Deepcube DeepCube is a Horizon 2020 project funded by the European Union. Its aim is to unlock the potential of Copernicus data, using advances in the fields of Artificial Intelligence and Semantic Web - in an explainable way. The ultimate goal of DeepCube is to address new and ambitious problems that have a high environmental and societal impact, enhance our understanding of Earth’s processes that are correlated with climate change
Supporting businesses using Copernicus data and services The Copernicus Accelerator is a 12-month acceleration programme designed explicitly for driven entrepreneurs and start-ups ready to turn their transformative business cases into impactful commercial solutions. It provides one-on-one guidance with expert mentors, a virtual training programme focused on start-up needs, and two boot camps held at leading industry events around Europe. This offers an opportunity for start-ups and entrepreneurs to develop their ideas on how to use Earth observation data into real companies.
The Copernicus Masters is an international competition that awards prizes to innovative solutions, developments and concepts for business and society based on Earth observation data. EO and big data from space offer great potential for the creation of innovative products and applications for business and society.
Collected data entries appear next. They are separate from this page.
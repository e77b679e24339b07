//! Configuration error types for the SES mailer.

use thiserror::Error;

/// Errors that can occur while constructing a mailer.
#[derive(Debug, Error)]
pub enum ConfigError {
    /// No access key id was supplied, or it was empty.
    #[error("Access key needed")]
    AccessKeyNeeded,

    /// No secret access key was supplied, or it was empty.
    #[error("Secret key needed")]
    SecretKeyNeeded,

    /// The endpoint is not an absolute http(s) URL.
    #[error("Invalid endpoint {endpoint}: {message}")]
    InvalidEndpoint {
        /// The endpoint as given.
        endpoint: String,
        /// Why it was rejected.
        message: String,
    },

    /// Invalid configuration value or combination.
    #[error("Invalid configuration: {message}")]
    Invalid {
        /// Description of the configuration issue.
        message: String,
    },

    /// Error reading from environment variables.
    #[error("Environment error: {message}")]
    Environment {
        /// Description of the environment error.
        message: String,
    },

    /// Settings could not be parsed.
    #[error("Invalid settings: {0}")]
    Settings(#[from] serde_json::Error),
}
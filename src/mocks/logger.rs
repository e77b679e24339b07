//! Recording delivery logger for testing.

use std::sync::Mutex;

use crate::logging::DeliveryLogger;

/// Logger that keeps every line it receives.
#[derive(Debug, Default)]
pub struct RecordingLogger {
    lines: Mutex<Vec<String>>,
}

impl RecordingLogger {
    /// Create an empty recorder.
    pub fn new() -> Self {
        Self::default()
    }

    /// All lines received so far.
    pub fn lines(&self) -> Vec<String> {
        self.lines
            .lock()
            .unwrap_or_else(|poisoned| poisoned.into_inner())
            .clone()
    }

    /// Number of lines received so far.
    pub fn count(&self) -> usize {
        self.lines
            .lock()
            .unwrap_or_else(|poisoned| poisoned.into_inner())
            .len()
    }
}

impl DeliveryLogger for RecordingLogger {
    fn debug(&self, message: &str) {
        self.lines
            .lock()
            .unwrap_or_else(|poisoned| poisoned.into_inner())
            .push(message.to_string());
    }
}
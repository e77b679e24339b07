//! Delivery outcomes.

use http::StatusCode;
use thiserror::Error;

use crate::error::MailerError;

/// Result of a single `deliver` call.
///
/// Exactly one of the two: SES accepted the message, or it did not.
#[derive(Debug)]
pub enum DeliveryOutcome {
    /// SES answered with a 2xx status.
    Delivered {
        /// The response body, usually a `SendRawEmailResponse` XML document.
        body: String,
        /// The `x-amzn-RequestId` of the call, when SES sent one.
        request_id: Option<String>,
    },
    /// The message was not accepted.
    Failed(DeliveryFailure),
}

/// Why a message was not accepted.
#[derive(Debug, Error)]
pub enum DeliveryFailure {
    /// SES answered with a non-2xx status.
    #[error("SES rejected the message with status {status}")]
    Rejected {
        /// HTTP status code.
        status: StatusCode,
        /// The response body, usually an `ErrorResponse` XML document.
        body: String,
        /// The `x-amzn-RequestId` of the call, when SES sent one.
        request_id: Option<String>,
    },

    /// No response was received: the request could not be built or sent.
    #[error(transparent)]
    NotSent(#[from] MailerError),
}

impl DeliveryFailure {
    /// Whether resending the same message could reasonably succeed.
    pub fn is_retryable(&self) -> bool {
        match self {
            DeliveryFailure::Rejected { status, .. } => {
                status.is_server_error() || *status == StatusCode::TOO_MANY_REQUESTS
            }
            DeliveryFailure::NotSent(error) => error.is_retryable(),
        }
    }

    /// HTTP status, if SES answered at all.
    pub fn status(&self) -> Option<StatusCode> {
        match self {
            DeliveryFailure::Rejected { status, .. } => Some(*status),
            DeliveryFailure::NotSent(_) => None,
        }
    }
}

impl DeliveryOutcome {
    /// Whether SES accepted the message.
    pub fn is_delivered(&self) -> bool {
        matches!(self, DeliveryOutcome::Delivered { .. })
    }

    /// The response body, if SES answered.
    pub fn body(&self) -> Option<&str> {
        match self {
            DeliveryOutcome::Delivered { body, .. }
            | DeliveryOutcome::Failed(DeliveryFailure::Rejected { body, .. }) => Some(body.as_str()),
            DeliveryOutcome::Failed(DeliveryFailure::NotSent(_)) => None,
        }
    }

    /// The failure, if the message was not accepted.
    pub fn failure(&self) -> Option<&DeliveryFailure> {
        match self {
            DeliveryOutcome::Delivered { .. } => None,
            DeliveryOutcome::Failed(failure) => Some(failure),
        }
    }

    /// Convert into a `Result` carrying the success body.
    pub fn into_result(self) -> Result<String, DeliveryFailure> {
        match self {
            DeliveryOutcome::Delivered { body, .. } => Ok(body),
            DeliveryOutcome::Failed(failure) => Err(failure),
        }
    }

    /// Text reported to the delivery logger for this outcome.
    pub(crate) fn log_text(&self) -> String {
        match self {
            DeliveryOutcome::Delivered { body, .. }
            | DeliveryOutcome::Failed(DeliveryFailure::Rejected { body, .. }) => body.clone(),
            DeliveryOutcome::Failed(DeliveryFailure::NotSent(error)) => error.to_string(),
        }
    }
}

impl From<DeliveryFailure> for DeliveryOutcome {
    fn from(failure: DeliveryFailure) -> Self {
        DeliveryOutcome::Failed(failure)
    }
}

impl From<MailerError> for DeliveryOutcome {
    fn from(error: MailerError) -> Self {
        DeliveryOutcome::Failed(DeliveryFailure::NotSent(error))
    }
}
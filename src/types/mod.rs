//! Message and outcome types.

mod message;
mod outcome;

pub use message::RawMessage;
pub use outcome::{DeliveryFailure, DeliveryOutcome};
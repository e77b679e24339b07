//! Mock HTTP transport for testing.

use async_trait::async_trait;
use http::header::{HeaderMap, HeaderName, HeaderValue};
use http::StatusCode;
use std::collections::VecDeque;
use std::sync::{Mutex, MutexGuard};

use crate::error::{MailerError, MailerResult};
use crate::http::{HttpRequest, HttpResponse, Transport};

/// Mock HTTP response.
#[derive(Debug, Clone)]
pub struct MockResponse {
    /// HTTP status code.
    pub status: u16,
    /// Response headers.
    pub headers: Vec<(String, String)>,
    /// Response body.
    pub body: Vec<u8>,
}

impl MockResponse {
    /// Create a 200 response with the given body.
    pub fn ok(body: impl Into<Vec<u8>>) -> Self {
        Self::status(200, body)
    }

    /// Create a response with any status.
    pub fn status(status: u16, body: impl Into<Vec<u8>>) -> Self {
        Self {
            status,
            headers: Vec::new(),
            body: body.into(),
        }
    }

    /// Create an SES-style XML error response.
    pub fn error(status: u16, code: &str, message: &str) -> Self {
        Self::status(
            status,
            format!(
                "<ErrorResponse xmlns=\"http://ses.amazonaws.com/doc/2010-12-01/\">\
                 <Error><Type>Sender</Type><Code>{}</Code><Message>{}</Message></Error>\
                 <RequestId>00000000-0000-0000-0000-000000000000</RequestId>\
                 </ErrorResponse>",
                code, message
            ),
        )
    }

    /// Add a header to the response.
    pub fn with_header(mut self, name: impl Into<String>, value: impl Into<String>) -> Self {
        self.headers.push((name.into(), value.into()));
        self
    }

    fn into_http_response(self) -> MailerResult<HttpResponse> {
        let status = StatusCode::from_u16(self.status)
            .map_err(|e| MailerError::transport(format!("invalid mock status: {}", e)))?;

        let mut headers = HeaderMap::new();
        for (name, value) in self.headers {
            let name = HeaderName::from_bytes(name.as_bytes())
                .map_err(|e| MailerError::transport(format!("invalid mock header: {}", e)))?;
            let value = HeaderValue::from_str(&value)
                .map_err(|e| MailerError::transport(format!("invalid mock header: {}", e)))?;
            headers.append(name, value);
        }

        Ok(HttpResponse::new(status, headers, self.body))
    }
}

#[derive(Debug, Clone)]
enum MockReply {
    Response(MockResponse),
    Timeout(String),
    Transport(String),
}

impl MockReply {
    fn into_result(self) -> MailerResult<HttpResponse> {
        match self {
            MockReply::Response(response) => response.into_http_response(),
            MockReply::Timeout(message) => Err(MailerError::Timeout { message }),
            MockReply::Transport(message) => Err(MailerError::transport(message)),
        }
    }
}

/// Mock HTTP transport for testing.
///
/// Replies are returned in the order they were queued. Once the queue is
/// empty the default reply is used, and without one `send` fails with a
/// transport error.
#[derive(Debug, Default)]
pub struct MockTransport {
    /// Queue of replies to return.
    replies: Mutex<VecDeque<MockReply>>,
    /// Recorded requests.
    requests: Mutex<Vec<HttpRequest>>,
    /// Reply used when the queue is empty.
    default_reply: Option<MockReply>,
}

fn lock<T>(mutex: &Mutex<T>) -> MutexGuard<'_, T> {
    mutex.lock().unwrap_or_else(|poisoned| poisoned.into_inner())
}

impl MockTransport {
    /// Create a new mock transport with no replies.
    pub fn new() -> Self {
        Self::default()
    }

    /// Create a mock transport with queued responses.
    pub fn with_responses(responses: Vec<MockResponse>) -> Self {
        Self {
            replies: Mutex::new(responses.into_iter().map(MockReply::Response).collect()),
            ..Self::default()
        }
    }

    /// Create a mock transport that answers every request with `response`.
    pub fn with_default(response: MockResponse) -> Self {
        Self {
            default_reply: Some(MockReply::Response(response)),
            ..Self::default()
        }
    }

    /// Create a mock transport whose every request fails at the network level.
    pub fn failing(message: impl Into<String>) -> Self {
        Self {
            default_reply: Some(MockReply::Transport(message.into())),
            ..Self::default()
        }
    }

    /// Create a mock transport whose every request times out.
    pub fn timing_out() -> Self {
        Self {
            default_reply: Some(MockReply::Timeout("operation timed out".to_string())),
            ..Self::default()
        }
    }

    /// Queue a response to return.
    pub fn queue_response(&self, response: MockResponse) {
        lock(&self.replies).push_back(MockReply::Response(response));
    }

    /// Get all recorded requests.
    pub fn requests(&self) -> Vec<HttpRequest> {
        lock(&self.requests).clone()
    }

    /// Get the number of requests made.
    pub fn request_count(&self) -> usize {
        lock(&self.requests).len()
    }

    /// Get the last request made.
    pub fn last_request(&self) -> Option<HttpRequest> {
        lock(&self.requests).last().cloned()
    }
}

#[async_trait]
impl Transport for MockTransport {
    async fn send(&self, request: HttpRequest) -> MailerResult<HttpResponse> {
        lock(&self.requests).push(request);

        let reply = lock(&self.replies)
            .pop_front()
            .or_else(|| self.default_reply.clone());

        match reply {
            Some(reply) => reply.into_result(),
            None => Err(MailerError::transport("no mock response queued")),
        }
    }
}
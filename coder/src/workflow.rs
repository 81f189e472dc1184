//! Orchestrator: drives nodes through the transition table until a terminal route.

use std::time::{Duration, Instant};

use anyhow::{Result, anyhow, bail};
use tracing::{debug, info, instrument, warn};

use crate::core::budget::{DeadlineExceeded, Limits, remaining_budget};
use crate::core::graph::{NodeId, Route, TransitionTable};
use crate::core::invariants::check_patch;
use crate::core::state::WorkflowState;
use crate::core::types::{NextAction, StopReason};
use crate::io::config::CoderConfig;
use crate::io::generator::Generator;
use crate::io::prompt::PromptBuilder;
use crate::io::sandbox::Sandbox;
use crate::nodes::{NodeContext, run_node};

/// Settings for one workflow run.
#[derive(Debug, Clone)]
pub struct WorkflowConfig {
    pub limits: Limits,
    pub run_timeout: Duration,
    pub generator_timeout: Duration,
    pub sandbox_timeout: Duration,
    pub prompt_budget_bytes: usize,
    pub implementation_file: String,
    pub test_file: String,
}

impl WorkflowConfig {
    pub fn from_config(config: &CoderConfig) -> Self {
        Self {
            limits: config.limits(),
            run_timeout: config.run_timeout(),
            generator_timeout: Duration::from_secs(config.generator.timeout_secs),
            sandbox_timeout: Duration::from_secs(config.sandbox.timeout_secs),
            prompt_budget_bytes: config.prompt_budget_bytes,
            implementation_file: config.sandbox.implementation_file.clone(),
            test_file: config.sandbox.test_file.clone(),
        }
    }
}

impl Default for WorkflowConfig {
    fn default() -> Self {
        Self::from_config(&CoderConfig::default())
    }
}

/// Record of one executed node.
#[derive(Debug, Clone, PartialEq, Eq)]
pub struct StepOutcome {
    /// 1-based position of this node in the run.
    pub seq: u32,
    pub node: NodeId,
    pub action: Option<NextAction>,
    pub route: Route,
    pub duration: Duration,
    /// State fields the node's patch wrote.
    pub fields: Vec<&'static str>,
}

/// Final state of a completed run.
#[derive(Debug, Clone)]
pub struct WorkflowOutcome {
    pub state: WorkflowState,
    pub stop: StopReason,
    pub steps_executed: u32,
}

/// Run one workflow instance from the entry node to a terminal route.
///
/// Stops on the terminal route or when the run deadline elapses. Any other
/// error (generation failure, invalid patch, missing edge) aborts the run.
/// `on_step` sees every step after its patch has been merged.
#[instrument(skip_all, fields(run_timeout_secs = config.run_timeout.as_secs()))]
pub fn run_workflow<G, S, F>(
    requirements: &str,
    generator: &G,
    sandbox: &S,
    config: &WorkflowConfig,
    mut on_step: F,
) -> Result<WorkflowOutcome>
where
    G: Generator,
    S: Sandbox,
    F: FnMut(&StepOutcome, &WorkflowState) -> Result<()>,
{
    let table = TransitionTable::standard();
    table.validate()?;

    let deadline = Instant::now() + config.run_timeout;
    let prompts = PromptBuilder::new(config.prompt_budget_bytes)
        .with_limits(config.limits)
        .with_artifact_files(&config.implementation_file, &config.test_file);
    let ctx = NodeContext {
        generator,
        sandbox,
        prompts: &prompts,
        limits: config.limits,
        generator_timeout: config.generator_timeout,
        sandbox_timeout: config.sandbox_timeout,
        deadline,
    };

    let mut state = WorkflowState::new(requirements);
    let mut node = table.entry();
    let mut steps_executed = 0u32;
    info!(entry = %node, "workflow started");

    loop {
        if remaining_budget(deadline).is_err() {
            return Ok(deadline_stop(state, node, steps_executed));
        }

        let started = Instant::now();
        let patch = match run_node(node, &ctx, &state) {
            Ok(patch) => patch,
            Err(err) if err.downcast_ref::<DeadlineExceeded>().is_some() => {
                return Ok(deadline_stop(state, node, steps_executed));
            }
            Err(err) => return Err(err.context(format!("{node} failed"))),
        };

        let violations = check_patch(node, &state, &patch);
        if !violations.is_empty() {
            bail!(
                "{node} returned an invalid patch:\n- {}",
                violations.join("\n- ")
            );
        }

        let fields = patch.touched_fields();
        state.apply(patch);
        let action = state.take_next_action();
        let route = table.route(node, action)?;
        steps_executed += 1;

        let step = StepOutcome {
            seq: steps_executed,
            node,
            action,
            route,
            duration: started.elapsed(),
            fields,
        };
        debug!(
            seq = step.seq,
            node = %step.node,
            action = ?step.action,
            route = %step.route,
            duration_ms = step.duration.as_millis() as u64,
            "step finished"
        );
        on_step(&step, &state)?;

        match route {
            Route::Node(next) => node = next,
            Route::End => {
                let stop = state
                    .stop_reason
                    .ok_or_else(|| anyhow!("{node} finished the run without a stop reason"))?;
                info!(
                    stop = %stop,
                    steps_executed,
                    iteration = state.iteration,
                    "workflow finished"
                );
                return Ok(WorkflowOutcome {
                    state,
                    stop,
                    steps_executed,
                });
            }
        }
    }
}

fn deadline_stop(mut state: WorkflowState, node: NodeId, steps_executed: u32) -> WorkflowOutcome {
    warn!(next = %node, steps_executed, "run deadline exceeded");
    state.stop_reason = Some(StopReason::DeadlineExceeded);
    WorkflowOutcome {
        state,
        stop: StopReason::DeadlineExceeded,
        steps_executed,
    }
}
A wide variety of industries and areas of public interest stand to profit from the advances of the European Copernicus Programme.
The ESA BIC initiative aims to inspire and work with entrepreneurs to turn space-connected business ideas into commercial start-ups companies. Since 2003, 700 start-ups have been fostered throughout Europe with thousands of new high tech jobs created thanks to the applications of space systems, the valorization of ESA intellectual properties and the space technologies transfers - and more than 180 new start-ups are taken in yearly at the ESA BICs.
AI is a tool to help solve our grand societal challenges. AI will support Earth observation in big data analytics, help in cracking complex earth system models and in shaping new sensing technologies, such as onboard data compression and information retrieval. For the European citizen, AI will be the centrepiece in the EU industry’s transformation to be green, global and competitive. AI will be able to support downstream applications in industry that solve real world challenges and that can influence decision making.